» **Task requirements**
In the data, find each line where the word "application" appears and list that line.

+---+

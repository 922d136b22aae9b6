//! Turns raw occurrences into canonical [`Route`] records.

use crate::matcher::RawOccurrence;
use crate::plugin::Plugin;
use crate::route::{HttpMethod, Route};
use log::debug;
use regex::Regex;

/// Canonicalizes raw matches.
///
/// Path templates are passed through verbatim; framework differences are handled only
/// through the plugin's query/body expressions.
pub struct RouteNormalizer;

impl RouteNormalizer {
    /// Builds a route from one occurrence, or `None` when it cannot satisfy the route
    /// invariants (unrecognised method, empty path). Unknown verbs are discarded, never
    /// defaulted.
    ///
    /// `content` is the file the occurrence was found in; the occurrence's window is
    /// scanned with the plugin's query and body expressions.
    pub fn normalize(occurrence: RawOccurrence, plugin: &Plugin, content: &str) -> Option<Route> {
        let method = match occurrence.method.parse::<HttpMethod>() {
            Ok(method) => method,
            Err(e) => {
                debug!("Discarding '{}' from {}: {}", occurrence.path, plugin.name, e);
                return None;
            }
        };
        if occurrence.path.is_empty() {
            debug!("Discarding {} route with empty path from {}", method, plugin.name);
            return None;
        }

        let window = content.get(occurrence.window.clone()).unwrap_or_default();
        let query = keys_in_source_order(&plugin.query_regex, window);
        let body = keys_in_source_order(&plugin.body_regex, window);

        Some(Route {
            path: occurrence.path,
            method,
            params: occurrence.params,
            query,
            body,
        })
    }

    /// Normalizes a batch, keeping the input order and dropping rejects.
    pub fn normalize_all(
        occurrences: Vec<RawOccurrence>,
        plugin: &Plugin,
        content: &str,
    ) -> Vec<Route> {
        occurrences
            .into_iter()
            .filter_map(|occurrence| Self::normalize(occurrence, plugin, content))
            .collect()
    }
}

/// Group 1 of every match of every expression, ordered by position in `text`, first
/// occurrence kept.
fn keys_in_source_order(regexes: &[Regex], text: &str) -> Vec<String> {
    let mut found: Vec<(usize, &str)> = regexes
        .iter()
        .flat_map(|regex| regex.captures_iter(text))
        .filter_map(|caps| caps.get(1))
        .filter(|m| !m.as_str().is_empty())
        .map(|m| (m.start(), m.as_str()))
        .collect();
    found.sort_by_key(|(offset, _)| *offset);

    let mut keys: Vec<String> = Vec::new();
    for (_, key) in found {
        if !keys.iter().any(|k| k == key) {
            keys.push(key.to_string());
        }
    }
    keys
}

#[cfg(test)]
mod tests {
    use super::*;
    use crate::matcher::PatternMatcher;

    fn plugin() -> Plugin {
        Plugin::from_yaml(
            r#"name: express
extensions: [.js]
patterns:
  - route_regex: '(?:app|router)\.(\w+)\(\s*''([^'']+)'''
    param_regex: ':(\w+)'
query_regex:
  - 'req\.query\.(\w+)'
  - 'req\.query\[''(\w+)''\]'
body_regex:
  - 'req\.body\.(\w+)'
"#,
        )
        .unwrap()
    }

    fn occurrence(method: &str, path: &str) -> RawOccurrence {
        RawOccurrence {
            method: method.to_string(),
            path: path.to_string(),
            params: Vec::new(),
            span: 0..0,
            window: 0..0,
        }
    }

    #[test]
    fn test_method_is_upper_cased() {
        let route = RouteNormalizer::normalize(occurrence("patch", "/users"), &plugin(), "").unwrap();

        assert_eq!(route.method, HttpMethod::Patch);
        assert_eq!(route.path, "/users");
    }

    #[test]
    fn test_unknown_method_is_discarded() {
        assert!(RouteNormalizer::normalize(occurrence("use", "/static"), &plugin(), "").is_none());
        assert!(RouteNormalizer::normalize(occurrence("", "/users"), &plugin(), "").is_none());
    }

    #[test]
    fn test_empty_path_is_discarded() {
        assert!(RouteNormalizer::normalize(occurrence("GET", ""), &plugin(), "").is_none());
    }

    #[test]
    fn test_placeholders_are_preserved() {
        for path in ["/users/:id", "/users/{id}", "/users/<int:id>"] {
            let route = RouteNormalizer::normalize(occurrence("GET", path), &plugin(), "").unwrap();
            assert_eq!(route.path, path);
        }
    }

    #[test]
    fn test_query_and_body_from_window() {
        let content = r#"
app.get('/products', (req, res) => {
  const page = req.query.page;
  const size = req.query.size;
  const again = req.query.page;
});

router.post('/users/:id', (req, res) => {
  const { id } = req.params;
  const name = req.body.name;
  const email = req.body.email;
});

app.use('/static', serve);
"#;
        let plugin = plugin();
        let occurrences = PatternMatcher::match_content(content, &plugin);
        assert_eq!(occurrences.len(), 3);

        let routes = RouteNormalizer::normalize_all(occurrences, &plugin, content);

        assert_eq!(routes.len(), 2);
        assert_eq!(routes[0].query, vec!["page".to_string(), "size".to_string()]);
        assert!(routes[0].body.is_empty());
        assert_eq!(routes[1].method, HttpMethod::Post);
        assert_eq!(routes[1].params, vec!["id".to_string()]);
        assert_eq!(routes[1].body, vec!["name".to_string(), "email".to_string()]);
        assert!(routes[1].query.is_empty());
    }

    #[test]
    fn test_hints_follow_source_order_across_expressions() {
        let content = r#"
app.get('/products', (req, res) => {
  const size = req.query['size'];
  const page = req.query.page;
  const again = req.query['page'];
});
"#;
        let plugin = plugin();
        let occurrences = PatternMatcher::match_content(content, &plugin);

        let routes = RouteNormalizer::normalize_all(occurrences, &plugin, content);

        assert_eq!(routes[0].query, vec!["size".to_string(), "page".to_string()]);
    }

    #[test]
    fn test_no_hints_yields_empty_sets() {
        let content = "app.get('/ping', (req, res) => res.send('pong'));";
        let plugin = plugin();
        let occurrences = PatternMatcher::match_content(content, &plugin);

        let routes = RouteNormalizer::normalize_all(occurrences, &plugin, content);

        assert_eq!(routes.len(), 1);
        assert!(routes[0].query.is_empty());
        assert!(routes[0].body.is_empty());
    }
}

+---+

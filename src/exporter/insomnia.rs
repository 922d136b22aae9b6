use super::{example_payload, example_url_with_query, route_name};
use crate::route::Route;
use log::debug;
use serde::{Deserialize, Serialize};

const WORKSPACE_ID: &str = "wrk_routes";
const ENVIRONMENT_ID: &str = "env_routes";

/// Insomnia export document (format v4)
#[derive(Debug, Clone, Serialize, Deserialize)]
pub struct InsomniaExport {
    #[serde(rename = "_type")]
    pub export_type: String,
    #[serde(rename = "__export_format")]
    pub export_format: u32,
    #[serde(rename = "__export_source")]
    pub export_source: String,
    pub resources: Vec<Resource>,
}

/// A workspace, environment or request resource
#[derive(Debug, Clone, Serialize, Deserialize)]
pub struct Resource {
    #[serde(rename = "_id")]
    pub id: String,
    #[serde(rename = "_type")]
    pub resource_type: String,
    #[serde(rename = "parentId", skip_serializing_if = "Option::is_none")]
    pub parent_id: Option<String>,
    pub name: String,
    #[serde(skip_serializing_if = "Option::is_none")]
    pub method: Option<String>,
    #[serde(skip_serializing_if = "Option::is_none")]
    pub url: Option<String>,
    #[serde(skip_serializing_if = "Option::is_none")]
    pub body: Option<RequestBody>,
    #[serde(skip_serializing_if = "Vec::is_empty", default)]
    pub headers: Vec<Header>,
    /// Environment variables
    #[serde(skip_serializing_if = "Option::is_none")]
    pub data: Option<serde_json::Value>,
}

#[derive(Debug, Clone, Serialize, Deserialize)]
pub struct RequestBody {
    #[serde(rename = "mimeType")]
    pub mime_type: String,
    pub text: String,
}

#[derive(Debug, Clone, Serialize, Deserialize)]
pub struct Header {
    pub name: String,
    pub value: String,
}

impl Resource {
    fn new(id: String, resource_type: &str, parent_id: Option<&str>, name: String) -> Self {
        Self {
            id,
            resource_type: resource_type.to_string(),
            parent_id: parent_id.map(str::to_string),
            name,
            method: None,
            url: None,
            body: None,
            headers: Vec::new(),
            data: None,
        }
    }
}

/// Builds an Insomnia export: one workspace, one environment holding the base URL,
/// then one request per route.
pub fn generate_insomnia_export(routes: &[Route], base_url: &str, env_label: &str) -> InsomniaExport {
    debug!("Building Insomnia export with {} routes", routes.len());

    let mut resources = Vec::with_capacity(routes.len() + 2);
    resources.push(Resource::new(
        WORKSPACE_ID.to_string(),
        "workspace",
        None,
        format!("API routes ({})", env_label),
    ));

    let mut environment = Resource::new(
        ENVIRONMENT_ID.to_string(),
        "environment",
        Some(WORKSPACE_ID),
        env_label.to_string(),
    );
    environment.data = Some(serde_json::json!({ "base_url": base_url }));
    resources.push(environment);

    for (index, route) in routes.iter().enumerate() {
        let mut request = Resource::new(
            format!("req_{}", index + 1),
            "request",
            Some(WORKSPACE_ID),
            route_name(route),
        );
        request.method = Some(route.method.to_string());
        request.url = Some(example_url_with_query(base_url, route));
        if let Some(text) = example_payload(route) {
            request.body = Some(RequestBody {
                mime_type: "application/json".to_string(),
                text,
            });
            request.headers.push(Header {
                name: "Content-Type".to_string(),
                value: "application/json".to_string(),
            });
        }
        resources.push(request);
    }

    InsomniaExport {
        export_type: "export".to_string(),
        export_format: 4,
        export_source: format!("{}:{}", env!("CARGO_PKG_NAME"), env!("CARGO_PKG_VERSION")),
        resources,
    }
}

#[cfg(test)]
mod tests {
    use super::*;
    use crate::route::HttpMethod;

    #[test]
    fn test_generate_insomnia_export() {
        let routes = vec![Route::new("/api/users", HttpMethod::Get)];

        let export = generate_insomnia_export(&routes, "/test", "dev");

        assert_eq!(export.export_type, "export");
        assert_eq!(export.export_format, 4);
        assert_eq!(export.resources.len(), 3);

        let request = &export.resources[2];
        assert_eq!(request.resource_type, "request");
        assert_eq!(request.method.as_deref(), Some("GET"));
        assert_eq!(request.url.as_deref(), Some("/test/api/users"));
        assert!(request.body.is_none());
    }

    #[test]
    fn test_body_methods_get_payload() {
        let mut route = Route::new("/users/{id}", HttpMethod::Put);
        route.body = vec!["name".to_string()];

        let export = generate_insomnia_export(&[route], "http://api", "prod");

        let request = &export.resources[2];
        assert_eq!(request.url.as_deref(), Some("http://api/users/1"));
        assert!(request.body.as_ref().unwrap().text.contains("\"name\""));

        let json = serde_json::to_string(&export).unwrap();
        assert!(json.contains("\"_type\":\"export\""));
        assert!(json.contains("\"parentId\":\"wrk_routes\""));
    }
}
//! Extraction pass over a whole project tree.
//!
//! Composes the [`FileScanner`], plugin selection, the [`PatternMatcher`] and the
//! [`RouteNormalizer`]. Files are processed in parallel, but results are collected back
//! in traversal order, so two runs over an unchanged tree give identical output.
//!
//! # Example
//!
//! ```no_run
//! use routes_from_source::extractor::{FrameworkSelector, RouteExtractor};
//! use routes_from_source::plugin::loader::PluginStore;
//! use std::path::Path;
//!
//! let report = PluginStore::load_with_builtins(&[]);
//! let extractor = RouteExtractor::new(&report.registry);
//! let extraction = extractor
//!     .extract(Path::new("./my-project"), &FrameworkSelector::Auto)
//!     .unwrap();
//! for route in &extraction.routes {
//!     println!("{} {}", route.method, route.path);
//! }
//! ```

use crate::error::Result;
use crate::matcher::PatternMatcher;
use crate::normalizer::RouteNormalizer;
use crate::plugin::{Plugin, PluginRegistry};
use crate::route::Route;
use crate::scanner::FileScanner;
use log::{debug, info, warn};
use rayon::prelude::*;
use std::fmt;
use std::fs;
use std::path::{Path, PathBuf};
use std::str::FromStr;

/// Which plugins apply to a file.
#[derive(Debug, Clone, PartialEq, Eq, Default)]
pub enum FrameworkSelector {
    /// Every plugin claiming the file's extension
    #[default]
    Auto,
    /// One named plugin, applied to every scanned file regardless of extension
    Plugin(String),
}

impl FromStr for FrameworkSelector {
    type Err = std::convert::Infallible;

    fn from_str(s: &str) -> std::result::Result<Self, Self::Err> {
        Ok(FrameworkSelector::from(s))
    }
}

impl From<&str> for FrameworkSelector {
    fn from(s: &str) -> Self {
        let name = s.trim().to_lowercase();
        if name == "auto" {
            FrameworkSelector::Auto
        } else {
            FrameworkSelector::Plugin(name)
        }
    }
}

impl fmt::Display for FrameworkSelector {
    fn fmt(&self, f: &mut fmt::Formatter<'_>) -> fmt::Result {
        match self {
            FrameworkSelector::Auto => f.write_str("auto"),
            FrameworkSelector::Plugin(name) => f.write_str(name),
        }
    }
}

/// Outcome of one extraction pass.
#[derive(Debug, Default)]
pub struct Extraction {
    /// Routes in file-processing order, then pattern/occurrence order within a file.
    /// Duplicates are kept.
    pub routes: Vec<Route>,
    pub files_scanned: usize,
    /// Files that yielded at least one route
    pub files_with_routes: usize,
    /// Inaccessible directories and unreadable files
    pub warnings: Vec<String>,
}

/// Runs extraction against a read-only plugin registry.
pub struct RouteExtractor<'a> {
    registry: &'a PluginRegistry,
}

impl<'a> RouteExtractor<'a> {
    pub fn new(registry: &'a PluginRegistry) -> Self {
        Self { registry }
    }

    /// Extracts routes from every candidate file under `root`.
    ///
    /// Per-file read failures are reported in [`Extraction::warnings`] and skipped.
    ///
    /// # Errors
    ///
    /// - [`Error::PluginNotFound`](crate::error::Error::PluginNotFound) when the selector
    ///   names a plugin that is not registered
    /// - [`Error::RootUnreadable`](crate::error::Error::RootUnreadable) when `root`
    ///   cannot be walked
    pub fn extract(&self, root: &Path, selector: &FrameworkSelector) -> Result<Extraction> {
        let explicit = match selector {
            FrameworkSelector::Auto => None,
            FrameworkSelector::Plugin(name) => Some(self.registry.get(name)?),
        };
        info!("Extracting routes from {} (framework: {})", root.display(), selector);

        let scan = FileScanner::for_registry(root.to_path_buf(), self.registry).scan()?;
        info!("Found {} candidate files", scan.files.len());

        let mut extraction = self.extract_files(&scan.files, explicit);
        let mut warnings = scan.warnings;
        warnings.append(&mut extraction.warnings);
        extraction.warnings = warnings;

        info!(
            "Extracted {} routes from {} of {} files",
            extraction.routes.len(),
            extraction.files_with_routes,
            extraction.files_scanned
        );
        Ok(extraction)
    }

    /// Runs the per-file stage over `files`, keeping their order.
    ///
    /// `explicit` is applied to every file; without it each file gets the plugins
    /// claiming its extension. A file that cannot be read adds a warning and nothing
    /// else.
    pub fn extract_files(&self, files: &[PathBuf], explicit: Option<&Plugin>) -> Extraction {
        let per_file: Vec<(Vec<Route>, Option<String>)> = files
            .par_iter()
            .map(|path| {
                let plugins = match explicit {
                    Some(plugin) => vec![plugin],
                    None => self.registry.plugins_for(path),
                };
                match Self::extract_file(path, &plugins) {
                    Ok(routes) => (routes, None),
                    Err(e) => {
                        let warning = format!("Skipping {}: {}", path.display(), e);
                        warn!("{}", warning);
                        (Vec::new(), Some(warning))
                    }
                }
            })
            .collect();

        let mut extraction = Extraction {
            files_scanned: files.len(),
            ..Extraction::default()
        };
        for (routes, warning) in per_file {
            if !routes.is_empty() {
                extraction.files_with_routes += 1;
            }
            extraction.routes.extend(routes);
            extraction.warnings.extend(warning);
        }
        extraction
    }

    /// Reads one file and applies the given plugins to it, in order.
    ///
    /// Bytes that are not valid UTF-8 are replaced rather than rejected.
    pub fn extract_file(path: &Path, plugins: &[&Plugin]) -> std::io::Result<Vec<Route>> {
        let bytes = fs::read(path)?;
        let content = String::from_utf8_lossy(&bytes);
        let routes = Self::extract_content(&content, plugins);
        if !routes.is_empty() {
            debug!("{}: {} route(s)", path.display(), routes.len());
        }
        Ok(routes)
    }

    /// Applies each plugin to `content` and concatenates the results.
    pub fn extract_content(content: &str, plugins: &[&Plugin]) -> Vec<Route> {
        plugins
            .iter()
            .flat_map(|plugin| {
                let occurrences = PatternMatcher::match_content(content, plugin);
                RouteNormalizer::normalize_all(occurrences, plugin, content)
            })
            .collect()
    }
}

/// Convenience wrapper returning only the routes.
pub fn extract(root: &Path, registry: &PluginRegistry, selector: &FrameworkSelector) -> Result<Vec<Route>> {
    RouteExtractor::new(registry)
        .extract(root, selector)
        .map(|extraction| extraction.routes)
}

+---+

» **Reply**
                mime_type: "application/json".to_string(),
                value: "application/json".to_string(),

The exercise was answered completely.